● **RECORDS PROVIDED**:
use eigenwell_solvers::{continuation::Record, equation::newton};
use ndarray::Array1;

use crate::sweep::{EigenvalueSequence, SweepConfig, SweepError, geometric_depths, sweep};

/// A complete eigenvalue sweep: inner potential, geometric depth grid, seed,
/// and solver settings.
///
/// The defaults track the state near `E ≈ 27.2` of a well with `V1 = 10`
/// over ten outer potentials from 70 to 10 000, recording lagged seeds.
///
/// With the `serde` feature every field is optional when deserialising:
///
/// ```toml
/// inner = 10.0
/// outer_end = 1000.0
/// count = 60
/// record = "refined"
///
/// [newton]
/// initial_step = 1e-6
/// ```
#[derive(Debug, Clone, Copy, PartialEq)]
#[cfg_attr(feature = "serde", derive(serde::Serialize, serde::Deserialize))]
#[cfg_attr(feature = "serde", serde(default))]
pub struct Scenario {
    /// Inner potential `V1`.
    pub inner: f64,

    /// First outer potential of the grid.
    pub outer_start: f64,

    /// Last outer potential of the grid.
    pub outer_end: f64,

    /// Number of grid points.
    pub count: usize,

    /// Energy seeding the first refinement.
    pub seed: f64,

    /// Which value to record per depth.
    pub record: Record,

    /// Newton settings for every refinement.
    pub newton: newton::Config,
}

impl Default for Scenario {
    fn default() -> Self {
        Self {
            inner: 10.0,
            outer_start: 70.0,
            outer_end: 10_000.0,
            count: 10,
            seed: 27.200_751_877_248_61,
            record: Record::Seed,
            newton: newton::Config::default(),
        }
    }
}

impl Scenario {
    /// Returns the geometric grid of outer potentials.
    ///
    /// # Errors
    ///
    /// Returns [`SweepError::InvalidGrid`] if the endpoints cannot be spaced
    /// geometrically or `outer_start >= outer_end`.
    pub fn depths(&self) -> Result<Array1<f64>, SweepError> {
        geometric_depths(self.outer_start, self.outer_end, self.count)
    }

    /// Returns the continuation settings for this scenario.
    #[must_use]
    pub fn sweep_config(&self) -> SweepConfig {
        SweepConfig {
            newton: self.newton,
            record: self.record,
        }
    }

    /// Runs the sweep.
    ///
    /// # Errors
    ///
    /// Returns an error if the grid is invalid, or the sweep fails as
    /// described in [`sweep`](crate::sweep::sweep).
    pub fn run(&self) -> Result<EigenvalueSequence, SweepError> {
        let depths = self.depths()?;
        sweep(self.inner, &depths, self.seed, &self.sweep_config())
    }
}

● **TASK ITEM**:
How many lines in the data contain the string "continuation"? Respond with the number only.

● **TASK OUTPUT**:
2